As the report is presented, it provides detailed tables of actual outside hospital cost breakdowns for each of California's 33 prisons, showing both the in patient and out-patient care components. Some prisons, such as the California Medical Facility (CMF), California Men's Colony and Corcoran State Prison, contain their own limited accreditation hospitals. Indeed, medically needy prisoners are often transferred there to treat chronic medical problems. CMF, for example, has therapeutic whirlpool baths and an AIDS unit. And for over ten years, CMF has maintained a modern hospice for the terminally ill, where they receive the dignity of 24-hour comforting provided by prisoner volunteers.

But before the onset of terminal care lies the vast need for constitutionally adequate medical care in the far-flung corners of the state where California prisons have migrated. A natural disconnect results from such isolation that makes unavailable a local pool of the cross-section of medical specialties needed to support 5,000 bed prisons. CDC compensates for this by authorizing medical transfers" from outlying facilities to urban prisons such as San Quentin State Prison, located close to top-notch San Francisco Bay Area clinics and hospitals. While the prisoners benefit from gaining needed care, the relative costs go up to match the high cost of living that the Bay Area is noted for. This reverse migration" effect has provided an unintended opportunity for the hospitals and clinics thus employed, by spawning a steady flow of state-paid business whose rates are often not closely pre-negotiated as are those of Medicare, Medical, HMOs and private insurance companies. As a result, CDC often pays top dollar for its urgent" hospital services compared to that charged for regular managed-care clients. The back side for the hospitals is that the state is a notoriously slow bill payer. (See, e.g., this issue of PLN, [dental infection death caused when unpaid local hospital was avoided in favor of fatal 76 mile ambulance transfer to gain emergency care].)
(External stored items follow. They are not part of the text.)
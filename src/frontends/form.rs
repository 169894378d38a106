use std::io::{BufRead, Write};
use std::str::FromStr;

use tracing::{info, instrument, warn};

use super::{parse_count, parse_price, Terminal};
use crate::clients::InventoryClient;
use crate::domain::Product;
use crate::inventory_actor::InventoryError;

/// Actions offered by the form UI.
#[derive(Debug, Clone, Copy, PartialEq, Eq)]
pub enum FormAction {
    ListProducts,
    AddProduct,
    TotalValue,
    Quit,
}

impl FromStr for FormAction {
    type Err = InventoryError;

    fn from_str(s: &str) -> Result<Self, Self::Err> {
        match s.trim().to_ascii_lowercase().as_str() {
            "1" | "list" | "list products" => Ok(FormAction::ListProducts),
            "2" | "add" | "add product" => Ok(FormAction::AddProduct),
            "3" | "total" | "total inventory value" => Ok(FormAction::TotalValue),
            "4" | "quit" | "q" => Ok(FormAction::Quit),
            _ => Err(InventoryError::UnknownAction(s.to_string())),
        }
    }
}

/// Field values collected by the "Add Product" form.
///
/// Numeric fields default to zero; identifier, name and brand are required.
#[derive(Debug, Clone, Default, PartialEq)]
pub struct AddProductForm {
    pub id: String,
    pub name: String,
    pub price: f64,
    pub quantity: u32,
    pub warranty_years: u32,
    pub brand: String,
}

impl AddProductForm {
    pub fn missing_fields(&self) -> Vec<&'static str> {
        [("Product ID", &self.id), ("Name", &self.name), ("Brand", &self.brand)]
            .into_iter()
            .filter(|(_, value)| value.is_empty())
            .map(|(label, _)| label)
            .collect()
    }

    /// Builds the electronics product, or reports which required fields are empty.
    pub fn into_product(self) -> Result<Product, InventoryError> {
        let missing = self.missing_fields();
        if !missing.is_empty() {
            return Err(InventoryError::MissingFields(missing));
        }
        Ok(Product::electronics(
            self.id,
            self.name,
            self.price,
            self.quantity,
            self.warranty_years,
            self.brand,
        ))
    }
}

/// Terminal rendition of the interactive form UI.
///
/// The inventory behind `client` persists across every action of the
/// session. Ends on `Quit` or at end of input.
#[instrument(name = "form_session", skip_all)]
pub async fn run_form<R: BufRead, W: Write>(
    client: &InventoryClient,
    terminal: &mut Terminal<R, W>,
) -> Result<(), InventoryError> {
    info!("Form session started");
    terminal.say("Inventory Management System")?;
    loop {
        terminal.say("\nActions: 1. List Products | 2. Add Product | 3. Total Inventory Value | 4. Quit")?;
        let Some(raw) = terminal.prompt("Choose Action: ")? else {
            break;
        };
        let action = match raw.parse::<FormAction>() {
            Ok(action) => action,
            Err(e) => {
                warn!(error = %e, "Unrecognised form action");
                terminal.say(format_args!("Error: {}", e))?;
                continue;
            }
        };

        match action {
            FormAction::ListProducts => {
                terminal.say("\nAll Products")?;
                let products = client.list_products().await?;
                if products.is_empty() {
                    terminal.say("No products in inventory.")?;
                }
                for product in &products {
                    terminal.say(product)?;
                }
            }
            FormAction::AddProduct => {
                terminal.say("\nAdd New Electronics Product")?;
                let Some(form) = fill_form(terminal)? else {
                    break;
                };
                submit(client, terminal, form).await?;
            }
            FormAction::TotalValue => {
                let total = client.total_value().await?;
                terminal.say(format_args!("Total Inventory Value: ${:.2}", total))?;
            }
            FormAction::Quit => break,
        }
    }
    info!("Form session ended");
    Ok(())
}

/// Reads every field of the add form. `Ok(None)` means input ended.
///
/// A malformed number is reported and leaves that field at zero, so
/// the required-field check still runs on submit.
fn fill_form<R: BufRead, W: Write>(
    terminal: &mut Terminal<R, W>,
) -> Result<Option<AddProductForm>, InventoryError> {
    let mut form = AddProductForm::default();
    let Some(id) = terminal.prompt("Product ID: ")? else { return Ok(None) };
    form.id = id;
    let Some(name) = terminal.prompt("Name: ")? else { return Ok(None) };
    form.name = name;
    let Some(raw) = terminal.prompt("Price [0.00]: ")? else { return Ok(None) };
    form.price = number_or_zero(terminal, &raw, |raw| parse_price("Price", raw))?;
    let Some(raw) = terminal.prompt("Quantity [0]: ")? else { return Ok(None) };
    form.quantity = number_or_zero(terminal, &raw, |raw| parse_count("Quantity", raw))?;
    let Some(raw) = terminal.prompt("Warranty (years) [0]: ")? else { return Ok(None) };
    form.warranty_years = number_or_zero(terminal, &raw, |raw| parse_count("Warranty (years)", raw))?;
    let Some(brand) = terminal.prompt("Brand: ")? else { return Ok(None) };
    form.brand = brand;
    Ok(Some(form))
}

fn number_or_zero<R, W, N>(
    terminal: &mut Terminal<R, W>,
    raw: &str,
    parse: impl Fn(&str) -> Result<N, InventoryError>,
) -> Result<N, InventoryError>
where
    R: BufRead,
    W: Write,
    N: Default,
{
    if raw.trim().is_empty() {
        return Ok(N::default());
    }
    match parse(raw) {
        Ok(value) => Ok(value),
        Err(e) => {
            warn!(error = %e, "Form field reset to zero");
            terminal.say(format_args!("Error: {}", e))?;
            Ok(N::default())
        }
    }
}

async fn submit<R: BufRead, W: Write>(
    client: &InventoryClient,
    terminal: &mut Terminal<R, W>,
    form: AddProductForm,
) -> Result<(), InventoryError> {
    match form.into_product() {
        Ok(product) => {
            let name = product.name.clone();
            client.add_product(product).await?;
            terminal.say(format_args!("Product '{}' added successfully!", name))?;
        }
        Err(e @ InventoryError::MissingFields(_)) => {
            warn!(error = %e, "Add skipped");
            terminal.say("Warning: Please fill all required fields.")?;
        }
        Err(e) => return Err(e),
    }
    Ok(())
}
Often caught in the squeeze are desperately ill prisoners, for whom rapid medical response can actually minimize overall costs. But in a system where minimally qualified doctors and nurses are frequently the only staff available to CDC at its outlying facilities, the problems and eventual costs become magnified by the delay of appropriate early medical intervention. And that's without considering the pain and suffering of prisoners clawing their way through lengthy administrative appeal processes just to have their complaints even aired. In short, CDC is often shooting itself in the financial foot with its inherent bureaucratic inertia. Prisoners rushed in Code-3 ambulance runs to outside hospitals' intensive care units cost enormous sums that could have been avoided or delayed by lowering the internal barriers to good preventive care inside the walls in the first place.

That having been said, it is not at all surprising that the State Auditor found widely varying cost histories at different CDC prisons. The contract management skills that inhere in metropolitan prisons whose labor pools are rich in college educated employee candidates may well be unavailable at isolated prisons. This is borne out in the auditor's observations that variations on cost controls seem more consistent with local prison auditing skills than with prison-unique medical needs. Overall, the auditor's comments go towards CDC's central office to better train and install internal controls to gain uniformity in cost-control results.

But while auditing can steer CDC towards better management controls of health care costs, the ills complained of in this audit report simply pale in light of the staggering cost increases that will flow, controls or not, from the improved medical care driven by Plata as well as the exponentially increasing needs of the endlessly aging population of life prisoners who are being denied their statutory expectation of parole by a politically driven no parole" policy.

See: California State Auditor Report on CDC, publication 2003-125, July, 2004. Bureau of State Audits, 555 Capitol Mall, Suite 300, Sacramento CA, 95814 (up to five copies are free).